La chute de Laurent Gbagbo a quelque chose de goffmanien. Il y a une série de rites d’interaction (offres, menaces, yeux doux, séduction, chantage) qui s’établit entre celui qui refuse de tomber et ceux qui veulent le faire tomber. Les négociations "à n’en plus finir" d’Abidjan sont instructives sur l’institution de la palabre ivoirienne. Or les Ivoiriens, plus que les autres Africains, sont des obsédés de la palabre, ce duel verbal où personne ne perd, où tout le monde triomphe.

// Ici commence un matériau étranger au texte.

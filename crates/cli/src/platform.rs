//! Stand-ins for the device facilities the daemon talks to.

use crate::error::Error;
use orchestrator::enforcement::{IDLE_BACKOFF, Tunnel, TunnelConfig, TunnelHandle};
use std::io;
use std::path::Path;
use std::sync::Arc;
use std::sync::atomic::{AtomicBool, Ordering};
use tracing::info;
use usage::UsageSnapshot;

pub fn load_snapshot(path: &Path) -> Result<UsageSnapshot, Error> {
    let text = std::fs::read_to_string(path).map_err(|source| Error::ReadSnapshot {
        path: path.to_owned(),
        source,
    })?;
    serde_json::from_str(&text).map_err(|source| Error::ParseSnapshot {
        path: path.to_owned(),
        source,
    })
}

/// Logs tunnel sessions instead of capturing traffic.
#[derive(Debug, Default)]
pub struct LoggingTunnel;

impl Tunnel for LoggingTunnel {
    fn establish(
        &self,
        config: &TunnelConfig,
    ) -> Result<Arc<dyn TunnelHandle>, orchestrator::Error> {
        info!(
            session = %config.session_name,
            addresses = ?config.addresses,
            routes = ?config.routes,
            mode = ?config.mode,
            "tunnel session opened"
        );
        Ok(Arc::new(LoggingHandle::default()))
    }
}

#[derive(Debug, Default)]
struct LoggingHandle {
    closed: AtomicBool,
}

impl TunnelHandle for LoggingHandle {
    fn read(&self, _buf: &mut [u8]) -> io::Result<usize> {
        if self.closed.load(Ordering::SeqCst) {
            return Err(io::ErrorKind::BrokenPipe.into());
        }
        std::thread::sleep(IDLE_BACKOFF);
        Ok(0)
    }

    fn close(&self) {
        if !self.closed.swap(true, Ordering::SeqCst) {
            info!("tunnel session closed");
        }
    }
}
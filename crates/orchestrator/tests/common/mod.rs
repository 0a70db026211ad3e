#![allow(dead_code)]

use orchestrator::Error;
use orchestrator::clock::ManualClock;
use orchestrator::enforcement::{Enforcement, EnforcementRequest};
use orchestrator::firewall::{
    FirewallController, FirewallPreferences, FirewallState, FirewallTimings, PackageSet,
};
use orchestrator::persistence::{Edit, KeyValueStore, MemoryKeyValueStore, Preferences};
use orchestrator::scheduler::JobScheduler;
use parking_lot::Mutex;
use std::collections::BTreeMap;
use std::sync::Arc;
use std::time::Duration;

pub const MINUTE: Duration = Duration::from_secs(60);
pub const HOUR: Duration = Duration::from_secs(60 * 60);
pub const DAY: Duration = Duration::from_secs(24 * 60 * 60);
pub const START: u64 = 1_700_000_000_000;

pub fn set(items: &[&str]) -> PackageSet {
    items.iter().map(|s| s.to_string()).collect()
}

/// Keeps pending jobs in a map instead of running timers.
#[derive(Default)]
pub struct RecordingScheduler {
    pending: Mutex<BTreeMap<String, Duration>>,
}

impl RecordingScheduler {
    pub fn pending(&self, name: &str) -> Option<Duration> {
        self.pending.lock().get(name).copied()
    }
}

impl JobScheduler for RecordingScheduler {
    fn schedule_once(&self, name: &str, delay: Duration) {
        self.pending.lock().insert(name.to_owned(), delay);
    }

    fn cancel(&self, name: &str) {
        self.pending.lock().remove(name);
    }
}

#[derive(Default)]
pub struct RecordingEnforcement(Mutex<Vec<EnforcementRequest>>);

impl RecordingEnforcement {
    pub fn requests(&self) -> Vec<EnforcementRequest> {
        self.0.lock().clone()
    }

    pub fn last(&self) -> Option<EnforcementRequest> {
        self.0.lock().last().cloned()
    }

    pub fn count(&self) -> usize {
        self.0.lock().len()
    }
}

impl Enforcement for RecordingEnforcement {
    fn submit(&self, request: EnforcementRequest) {
        self.0.lock().push(request);
    }
}

/// A store that can be told to reject writes.
#[derive(Default)]
pub struct FlakyStore {
    inner: MemoryKeyValueStore,
    pub failing: std::sync::atomic::AtomicBool,
}

#[async_trait::async_trait]
impl KeyValueStore for FlakyStore {
    async fn load(&self) -> Result<Preferences, Error> {
        self.inner.load().await
    }

    async fn edit(&self, edits: Vec<Edit>) -> Result<(), Error> {
        if self.failing.load(std::sync::atomic::Ordering::SeqCst) {
            return Err(Error::Io(std::io::Error::other("disk full")));
        }
        self.inner.edit(edits).await
    }
}

pub struct Harness {
    pub controller: Arc<FirewallController>,
    pub scheduler: Arc<RecordingScheduler>,
    pub enforcement: Arc<RecordingEnforcement>,
    pub clock: Arc<ManualClock>,
    pub store: Arc<dyn KeyValueStore>,
}

pub fn timings() -> FirewallTimings {
    FirewallTimings::from(&config::Firewall::default())
}

pub async fn harness() -> Harness {
    harness_on(Arc::new(MemoryKeyValueStore::default())).await
}

pub async fn harness_on(store: Arc<dyn KeyValueStore>) -> Harness {
    let scheduler = Arc::new(RecordingScheduler::default());
    let enforcement = Arc::new(RecordingEnforcement::default());
    let clock = Arc::new(ManualClock::new(START));
    let controller = Arc::new(FirewallController::new(
        FirewallPreferences::open(Arc::clone(&store)).await,
        scheduler.clone(),
        enforcement.clone(),
        clock.clone(),
        timings(),
    ));
    Harness {
        controller,
        scheduler,
        enforcement,
        clock,
        store,
    }
}

/// A harness whose durable state starts out as `state`.
pub async fn harness_with(state: &FirewallState) -> Harness {
    let store: Arc<dyn KeyValueStore> = Arc::new(MemoryKeyValueStore::default());
    FirewallPreferences::open(Arc::clone(&store))
        .await
        .write(state)
        .await
        .unwrap();
    harness_on(store).await
}

/// Structural invariants every committed state must satisfy.
pub fn assert_invariants(state: &FirewallState) {
    assert!(
        state
            .blocked_packages
            .is_disjoint(&state.whitelisted_packages),
        "whitelisted package blocked: {state:?}"
    );
    if state.is_blocking {
        assert!(state.is_enabled, "blocking while disabled: {state:?}");
        assert_eq!(state.reactivate_at, None, "blocking with timer: {state:?}");
    }
}
#![forbid(unsafe_code)]

use crate::{Error, Timestamp};
use serde::{Deserialize, Serialize};
use std::{fmt, str::FromStr};

#[derive(Debug, Clone, Copy, PartialEq, Eq, Hash, PartialOrd, Ord, Serialize, Deserialize)]
#[serde(rename_all = "SCREAMING_SNAKE_CASE")]
pub enum AppStatus {
    Recent,
    Rare,
    Disabled,
}

impl AppStatus {
    pub fn as_str(&self) -> &'static str {
        match self {
            AppStatus::Recent => "RECENT",
            AppStatus::Rare => "RARE",
            AppStatus::Disabled => "DISABLED",
        }
    }
}

impl fmt::Display for AppStatus {
    fn fmt(&self, f: &mut fmt::Formatter<'_>) -> fmt::Result {
        f.write_str(self.as_str())
    }
}

impl FromStr for AppStatus {
    type Err = Error;

    fn from_str(s: &str) -> Result<Self, Self::Err> {
        match s {
            "RECENT" => Ok(AppStatus::Recent),
            "RARE" => Ok(AppStatus::Rare),
            "DISABLED" => Ok(AppStatus::Disabled),
            other => Err(Error::InvalidStatus(other.to_owned())),
        }
    }
}

/// Tracking state of one package, one row per package ever observed.
///
/// `status` is [`AppStatus::Disabled`] exactly when `is_disabled` is set.
#[derive(Debug, Clone, PartialEq, Eq, Serialize, Deserialize)]
pub struct TrackedApp {
    pub package_name: String,
    pub app_label: String,
    /// `None` means the package was never seen in the foreground.
    pub last_used_at: Option<Timestamp>,
    pub status: AppStatus,
    pub is_disabled: bool,
    /// When a disable recommendation was first raised.
    pub scheduled_disable_at: Option<Timestamp>,
    /// Last time a reminder fired, used as a cooldown.
    pub notified_at: Option<Timestamp>,
}

impl TrackedApp {
    pub fn new(package_name: impl Into<String>, status: AppStatus) -> Self {
        let package_name = package_name.into();
        Self {
            app_label: package_name.clone(),
            package_name,
            last_used_at: None,
            status,
            is_disabled: status == AppStatus::Disabled,
            scheduled_disable_at: None,
            notified_at: None,
        }
    }

    pub fn with_label(mut self, label: impl Into<String>) -> Self {
        self.app_label = label.into();
        self
    }

    pub fn with_last_used(mut self, last_used_at: Timestamp) -> Self {
        self.last_used_at = Some(last_used_at);
        self
    }
}
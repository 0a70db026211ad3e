use crate::signals::SignalEvent;
use flume::SendError;
use std::io;
use std::path::PathBuf;
use thiserror::Error;

#[derive(Debug, Error)]
pub enum Error {
    #[error("Failed to install signal handler: {0}")]
    SignalHandler(#[source] io::Error),

    #[error("Failed to send signal event: {0}")]
    SendSignal(#[from] SendError<SignalEvent>),

    #[error("Failed to read usage snapshot {path:?}: {source}")]
    ReadSnapshot {
        path: PathBuf,
        #[source]
        source: io::Error,
    },

    #[error("Malformed usage snapshot {path:?}: {source}")]
    ParseSnapshot {
        path: PathBuf,
        #[source]
        source: serde_json::Error,
    },
}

Les tombeurs (en attendant de lui faire mordre la poussière) sont obligés de gérer les humeurs de celui qui persiste à rester debout. Peut-être que Laurent Gbagbo, avant de céder, veut encore s’accorder le plaisir de la palabre, ce crucial moment de joute oratoire où toutes les chances de l’affrontement physique sont mises en échec grâce au verbe.

Youlou traîna les pas

Nous avons, nous aussi, un cas goffmanien de bluff, de palabre fertile succédant à une éprouvante palabre stérile : la démission de Youlou en 1963. Syndicalistes et militaires usèrent de toutes les stratégies pour lui faire apposer son paraphe sur sa lettre de démission soigneusement préparée par ses tombeurs. En vain. Les témoins racontent que l’Abbé Fulbert Youlou tergiversa jusqu’à user les nerfs de ses interlocuteurs. Un syndicaliste avisé, Tollé Nganga, fut, dit-on « maudit » par Youlou pour avoir réussi l’exploit de prêter le stylo qui servit au Président déchu de coucher son hiéroglyphe sur la fameuse lettre de démission. Cherchant à gagner du temps, le démissionnaire simula qu’il...n’avait pas de stylo pour imprimer son autographe sur la lettre ; ultime stratégie qui en dit long sur ce que l’être humain est capable de faire lorsqu’il n’y a plus rien à faire. Il en voulut cruellement au zélé Tollé Nganga au point de le vouer aux milles diables, lui un homme d’Eglise. Une autre légende dit que ce fut Mouzabakani qui prêta « gentiment » le Bic à Youlou. Puis Monsieur l’Abbé céda, au grand soulagement de tous.

Au pied du mur, le pouvoir en perte de vitesse dispose de plusieurs ressources. Il y a le cas de figure berlinois (Hitler) : suicide au cyanure. Le cas de figure chilien (Allende) : sacrifice idéologique. Le cas congolais (Lissouba) : fuite à l’anglaise. Le cas zaïrois (Mobutu) : poudre d’escampette.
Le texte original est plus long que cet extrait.